See bugs #333821 #381451 #381451. They are all more or less the same problem.
Bug 370453 suggests /var/lib too
#384053 is the bug regarding syslog-ng, where I solved it locally by changing the path to /var/run/syslog-ng and changing its permissions accordingly, that was prior to openrc using tmpfs /run. Right now I'm forced to have USE="-caps" for syslog-ng, it seems. Summary: syslog-ng with USE=+caps relies on this bug too
(In reply to comment #2) > Bug 370453 suggests /var/lib too Bleh. That's an ugly hack. My vote would be to have an init script to create the run dir so that one can run the init script at boot if necessary. Or just get rid of multiuser flag and have the socket under $HOME.
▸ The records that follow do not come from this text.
//! # FastUAV Common
//!
//! Shared problem types, errors, and constants for the FastUAV
//! derivative-free sizing optimizer.
//!
//! ## Core Types
//!
//! - [`DesignVariable`]: named, bounded, possibly vector-valued design input
//! - [`Objective`]: named model output to minimize, with a relative weight
//! - [`Constraint`]: lower/upper/equality bound on a named model output
//! - [`Candidate`]/[`Population`]: one generation's sampled designs and results
//!
//! ## Errors
//!
//! - [`SetupError`]: fatal, raised before the first generation
//! - [`EvaluationFailure`]: recoverable, absorbed into a sentinel fitness
//! - [`EngineError`]: fatal, raised by the evolution engine mid-run

pub mod error;
pub mod types;

// Re-export commonly used types at crate root
pub use error::{EngineError, EvaluationFailure, Result, SetupError, SizingError};
pub use types::{
    candidate::{Candidate, Population},
    constraint::{Constraint, ConstraintKind},
    design_variable::DesignVariable,
    objective::Objective,
    NamedValues,
};

/// FastUAV version
pub const VERSION: &str = env!("CARGO_PKG_VERSION");

/// Fitness assigned to a candidate whose evaluation failed.
///
/// Large enough that a failed candidate is never selected, small enough to
/// stay finite through the engine's ranking and logging.
pub const FAILURE_SENTINEL: f64 = 1.0e30;

/// Bound magnitude marking an inactive constraint component.
pub const UNBOUNDED: f64 = 1.0e30;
(In reply to comment #4) > (In reply to comment #2) > > Bug 370453 suggests /var/lib too > > Bleh. That's an ugly hack. My vote would be to have an init script to create > the run dir so that one can run the init script at boot if necessary. > > Or just get rid of multiuser flag and have the socket under $HOME. Huh? This bug is simply triggered by running 'screen' itself. There is no init script requirement.
Ugh, screen can't run because screen can't create a socket (unless it is suid) because the parent dir for the socket does not exist or has limited permissions because, for example, /var/run is on tmpfs. One way of making sure that the parent dir with correct permissions exists is through an init script.
That is definately more complicated than just changing the socket dir to a non tmpfs location (also needed for systemd, I guess)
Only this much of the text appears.